Ärzte Zeitung online, 11.01.2010

Arzt veranlasst Anhörung im Europarat zu Schweinegrippe-Impfungen

STRAßBURG (dpa). Ob die Pharmaindustrie Druck auf Regierungen ausgeübt hat, um diese zum Einkauf großer Mengen Schweinegrippe-Impfstoffe zu bewegen, will der Europarat in Straßburg klären.

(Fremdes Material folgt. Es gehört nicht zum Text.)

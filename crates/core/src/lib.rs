//! Core emulation primitives shared across the toolkit.

pub mod cpu_z80;
pub mod logging;

pub mod types {
    use serde::{Deserialize, Serialize};

    /// A rendered frame in ARGB8888, row-major.
    #[derive(Debug, Clone, Serialize, Deserialize)]
    pub struct Frame {
        pub width: u32,
        pub height: u32,
        pub pixels: Vec<u32>,
    }

    impl Frame {
        pub fn new(width: u32, height: u32) -> Self {
            Self {
                width,
                height,
                pixels: vec![0; (width * height) as usize],
            }
        }
    }
}

#[cfg(test)]
mod tests {
    use super::*;

    #[test]
    fn frame_initialization() {
        let f = types::Frame::new(160, 144);
        assert_eq!(f.pixels.len(), 160 * 144);
        assert_eq!(f.width, 160);
        assert_eq!(f.height, 144);
    }

    #[test]
    fn frame_serializes() {
        let f = types::Frame::new(2, 2);
        let s = serde_json::to_string(&f).expect("serialize");
        let f2: types::Frame = serde_json::from_str(&s).expect("deserialize");
        assert_eq!(f2.pixels, f.pixels);
    }
}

Die parlamentarische Versammlung werde auf Initiative des deutschen Sozialdemokraten und Arztes Dr. Wolfgang Wodarg am 26. Januar eine Anhörung mit Vertretern der Pharmaindustrie und der Weltgesundheitsorganisation WHO veranstalten, sagte eine Sprecherin der Staatenorganisation am Montag in Straßburg. Noch sei nicht klar, ob die Sitzung öffentlich sei oder hinter verschlossenen Türen stattfinden würde.

Die Pharmaindustrie habe die Gefahr der Schweinegrippe hochgespielt und die Regierungen unter Druck gesetzt, sagte Wodarg am Montag zur dpa. "Es ist mir unverständlich, wieso die nationalen Forschungsinstitute da mitgemacht haben."

Bereits im Dezember hatte Wodarg eine Petition gegen den "falschen Alarm" lanciert, der "Millionen gesunde Menschen der überflüssigen Gefahr von Nebenwirkungen nicht ausreichend getesteter Impfstoffe aussetzt".